Cheering to see that Nich Starling, the Norfolk Blogger, has not retired from the arena.new-ipod-nano

Good, too, to see him coming to terms with the real world and going for the best: he has acquired an iPod Nano.

Inevitably, as with all MicroSerfs, he has to quibble:

My problem is the iTunes software. I am at a loss as to why some parts of it are counter intuitive ? Why did it refuse to recognise my iPod all afternoon until I went through several lengthy procedures in order to reset parts of the system until it again recognised my iPod ? It’s not a great problem overall for me to work out a way around some of the problems. But for anyone not PC savvy, it would have been a nightmare and Apple’s support both in terms of printed instructions and web support is not that impressive.

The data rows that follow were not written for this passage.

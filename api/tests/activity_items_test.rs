//! End-to-end tests for activity items: the exactly-one-of-five content
//! contract, derived item types, and atomic reordering.

mod helpers;

use axum::Router;
use axum::http::StatusCode;
use serde_json::{Value, json};

use helpers::app::{body_json, create_user_with_token, make_test_app, request_with_cookie};

struct Fixture {
    app: Router,
    token: String,
    items_uri: String,
    question_id: String,
    handout_id: String,
    lesson_id: String,
}

async fn setup() -> Fixture {
    let (app, db) = make_test_app().await;
    let (_admin, token) = create_user_with_token(&db, "admin", true).await;

    let post = |uri: &'static str, payload: Value| {
        let app = app.clone();
        let token = token.clone();
        async move {
            let response =
                request_with_cookie(&app, "POST", uri, Some(&token), Some(payload)).await;
            let (status, body) = body_json(response).await;
            assert_eq!(status, StatusCode::CREATED, "POST {uri}: {body}");
            body["data"]["id"].as_str().unwrap().to_owned()
        }
    };

    let group_id = post("/api/groups", json!({"name": "Calculus 1"})).await;

    let response = request_with_cookie(
        &app,
        "POST",
        &format!("/api/groups/{group_id}/activities"),
        Some(&token),
        Some(json!({
            "title": "Week 1",
            "due_date": "2026-03-01T23:59:00Z"
        })),
    )
    .await;
    let (status, body) = body_json(response).await;
    assert_eq!(status, StatusCode::CREATED, "create activity: {body}");
    let activity_id = body["data"]["id"].as_str().unwrap().to_owned();

    let question_id = post(
        "/api/questions",
        json!({"statement": "What is 2 + 2?", "question_type": "closed", "difficulty": 1}),
    )
    .await;
    let handout_id = post(
        "/api/handouts",
        json!({"title": "Syllabus", "storage_key": "handouts/syllabus.pdf"}),
    )
    .await;
    let lesson_id = post(
        "/api/video-lessons",
        json!({"title": "Intro", "url": "https://videos.example.com/intro"}),
    )
    .await;

    Fixture {
        app,
        token,
        items_uri: format!("/api/groups/{group_id}/activities/{activity_id}/items"),
        question_id,
        handout_id,
        lesson_id,
    }
}

async fn add_item(fx: &Fixture, payload: Value) -> (StatusCode, Value) {
    let response =
        request_with_cookie(&fx.app, "POST", &fx.items_uri, Some(&fx.token), Some(payload)).await;
    body_json(response).await
}

async fn list_items(fx: &Fixture) -> Vec<Value> {
    let response =
        request_with_cookie(&fx.app, "GET", &fx.items_uri, Some(&fx.token), None).await;
    let (status, body) = body_json(response).await;
    assert_eq!(status, StatusCode::OK);
    body["data"].as_array().unwrap().clone()
}

#[tokio::test]
async fn item_with_no_content_reference_is_rejected() {
    let fx = setup().await;

    let (status, body) = add_item(&fx, json!({"title": "Empty"})).await;

    assert_eq!(status, StatusCode::BAD_REQUEST);
    assert_eq!(body["code"], "invalid_input");
    assert!(list_items(&fx).await.is_empty());
}

#[tokio::test]
async fn item_with_two_content_references_is_rejected() {
    let fx = setup().await;

    let (status, body) = add_item(
        &fx,
        json!({
            "question_id": fx.question_id,
            "handout_id": fx.handout_id,
        }),
    )
    .await;

    assert_eq!(status, StatusCode::BAD_REQUEST);
    assert_eq!(body["code"], "invalid_input");
    assert!(list_items(&fx).await.is_empty());
}

#[tokio::test]
async fn item_type_is_derived_not_client_supplied() {
    let fx = setup().await;

    // A client-sent item_type is ignored; the stored type follows the
    // populated reference.
    let (status, body) = add_item(
        &fx,
        json!({
            "item_type": "question",
            "handout_id": fx.handout_id,
        }),
    )
    .await;

    assert_eq!(status, StatusCode::CREATED);
    assert_eq!(body["data"]["item_type"], "handout");
    assert_eq!(body["data"]["content_id"], json!(fx.handout_id));
    assert_eq!(body["data"]["order_index"], 0);
}

#[tokio::test]
async fn unknown_content_reference_is_not_found() {
    let fx = setup().await;

    let (status, body) = add_item(
        &fx,
        json!({"question_id": "7c9d2f14-2f6a-4b6e-8a32-94a1c0d5a111"}),
    )
    .await;

    assert_eq!(status, StatusCode::NOT_FOUND);
    assert_eq!(body["code"], "not_found");
}

async fn three_items(fx: &Fixture) -> (String, String, String) {
    let (_, a) = add_item(fx, json!({"question_id": fx.question_id})).await;
    let (_, b) = add_item(fx, json!({"handout_id": fx.handout_id})).await;
    let (_, c) = add_item(fx, json!({"video_lesson_id": fx.lesson_id})).await;
    (
        a["data"]["id"].as_str().unwrap().to_owned(),
        b["data"]["id"].as_str().unwrap().to_owned(),
        c["data"]["id"].as_str().unwrap().to_owned(),
    )
}

#[tokio::test]
async fn reorder_assigns_dense_indices_in_request_order() {
    let fx = setup().await;
    let (a, b, c) = three_items(&fx).await;

    let response = request_with_cookie(
        &fx.app,
        "PUT",
        &format!("{}/order", fx.items_uri),
        Some(&fx.token),
        Some(json!({"item_ids": [c, a, b]})),
    )
    .await;
    let (status, body) = body_json(response).await;

    assert_eq!(status, StatusCode::OK);
    let ids: Vec<&str> = body["data"]
        .as_array()
        .unwrap()
        .iter()
        .map(|i| i["id"].as_str().unwrap())
        .collect();
    assert_eq!(ids, vec![c.as_str(), a.as_str(), b.as_str()]);
    let indices: Vec<i64> = body["data"]
        .as_array()
        .unwrap()
        .iter()
        .map(|i| i["order_index"].as_i64().unwrap())
        .collect();
    assert_eq!(indices, vec![0, 1, 2]);
}

#[tokio::test]
async fn incomplete_reorder_list_fails_without_side_effects() {
    let fx = setup().await;
    let (a, b, c) = three_items(&fx).await;

    let response = request_with_cookie(
        &fx.app,
        "PUT",
        &format!("{}/order", fx.items_uri),
        Some(&fx.token),
        Some(json!({"item_ids": [c, a]})),
    )
    .await;
    let (status, body) = body_json(response).await;
    assert_eq!(status, StatusCode::BAD_REQUEST);
    assert_eq!(body["code"], "invalid_input");

    let items = list_items(&fx).await;
    let ids: Vec<&str> = items.iter().map(|i| i["id"].as_str().unwrap()).collect();
    assert_eq!(ids, vec![a.as_str(), b.as_str(), c.as_str()]);
}

#[tokio::test]
async fn deleting_an_item_closes_the_index_gap() {
    let fx = setup().await;
    let (a, b, c) = three_items(&fx).await;

    let response = request_with_cookie(
        &fx.app,
        "DELETE",
        &format!("{}/{}", fx.items_uri, b),
        Some(&fx.token),
        None,
    )
    .await;
    let (status, _) = body_json(response).await;
    assert_eq!(status, StatusCode::OK);

    let items = list_items(&fx).await;
    let order: Vec<(&str, i64)> = items
        .iter()
        .map(|i| (i["id"].as_str().unwrap(), i["order_index"].as_i64().unwrap()))
        .collect();
    assert_eq!(order, vec![(a.as_str(), 0), (c.as_str(), 1)]);
}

That’s the trouble: the “PC savvy” can never believe that the  Mac and iWorks and iLife combo can be s-o-o straightforward. Such is the digitally-retarded fate of those accustomed to the over-complex, rather than the Occam’s Razor of computing life.

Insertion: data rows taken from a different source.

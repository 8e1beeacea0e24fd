//! Topic retrieval routes: single fetch, filtered listing, and stats.

use axum::Json;
use axum::extract::{Path, Query, State};
use axum::http::StatusCode;
use serde::Serialize;

use services::topic_service::{TopicFilter, TopicService};

use crate::response::{ApiError, ApiResponse};
use crate::routes::common::PageReq;
use crate::routes::topics::common::{TopicFilterReq, TopicListResponse, TopicResponse};
use crate::state::AppState;

/// GET /api/topics/{topic_id}
pub async fn get_topic(
    State(state): State<AppState>,
    Path(topic_id): Path<String>,
) -> Result<(StatusCode, Json<ApiResponse<TopicResponse>>), ApiError> {
    let topic = TopicService::get(state.db(), &topic_id).await?;

    let parents = TopicService::parent_refs(state.db(), std::slice::from_ref(&topic)).await?;
    let parent_public_id = topic.parent_id.and_then(|id| parents.get(&id).copied());

    Ok((
        StatusCode::OK,
        Json(ApiResponse::success(
            TopicResponse::from_model(topic, parent_public_id),
            "Topic retrieved successfully",
        )),
    ))
}

/// GET /api/topics
///
/// Paginated listing of active topics.
///
/// ### Query Parameters
/// - `page` (default 1), `per_page` (default 20, max 100)
/// - `query`: name substring filter
/// - `parent_id`: restrict to direct children of this topic (public id)
pub async fn list_topics(
    State(state): State<AppState>,
    Query(req): Query<TopicFilterReq>,
) -> Result<(StatusCode, Json<ApiResponse<TopicListResponse>>), ApiError> {
    let (page, per_page) = PageReq {
        page: req.page,
        per_page: req.per_page,
    }
    .resolve();

    let (topics, total) = TopicService::list(
        state.db(),
        TopicFilter {
            query: req.query,
            parent_public_id: req.parent_id,
            page,
            per_page,
        },
    )
    .await?;

    let parents = TopicService::parent_refs(state.db(), &topics).await?;
    let topics = topics
        .into_iter()
        .map(|t| {
            let parent_public_id = t.parent_id.and_then(|id| parents.get(&id).copied());
            TopicResponse::from_model(t, parent_public_id)
        })
        .collect();

    Ok((
        StatusCode::OK,
        Json(ApiResponse::success(
            TopicListResponse {
                topics,
                page,
                per_page,
                total,
            },
            "Topics retrieved successfully",
        )),
    ))
}

#[derive(Serialize)]
pub struct TopicStatsResponse {
    pub question_count: u64,
    pub median_difficulty: Option<f64>,
}

/// GET /api/topics/{topic_id}/stats
///
/// Question count and median difficulty over active questions tagged with
/// this topic.
pub async fn topic_stats(
    State(state): State<AppState>,
    Path(topic_id): Path<String>,
) -> Result<(StatusCode, Json<ApiResponse<TopicStatsResponse>>), ApiError> {
    let stats = TopicService::stats(state.db(), &topic_id).await?;

    Ok((
        StatusCode::OK,
        Json(ApiResponse::success(
            TopicStatsResponse {
                question_count: stats.question_count,
                median_difficulty: stats.median_difficulty,
            },
            "Topic stats retrieved successfully",
        )),
    ))
}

It reminds Malcolm of the legend:

Rich Daddy knew the psychological make-up of his twin children.

On Christmas Eve he deposited in one bedroom a cubic metre of horse manure. In the other, a saddle and all the associated tack.

On Christmas morning he found one child looking gloomily at the saddle and tack: there had to be a catch in it. Meanwhile, the other twin was chucking the manure all round the bedroom, whooping, “With all this shit, there’s gotta be a pony in here somewhere!”.

As for poor Nich’s need for a hand to hold, one day, someday, Norwich may get its own, its very own Apple Store. And in that Apple Store he will find those estimable Geniuses:

Meanwhile, search engines exist. Properly addressed, they lead to a wealth of experience and advice, including the workings of Macs and iPods.  Much of this info is as good as the “official” version, and often includes the bits the “officials” aren’t allowed to confide in you.

Any way, nice to see you back in form, Nich.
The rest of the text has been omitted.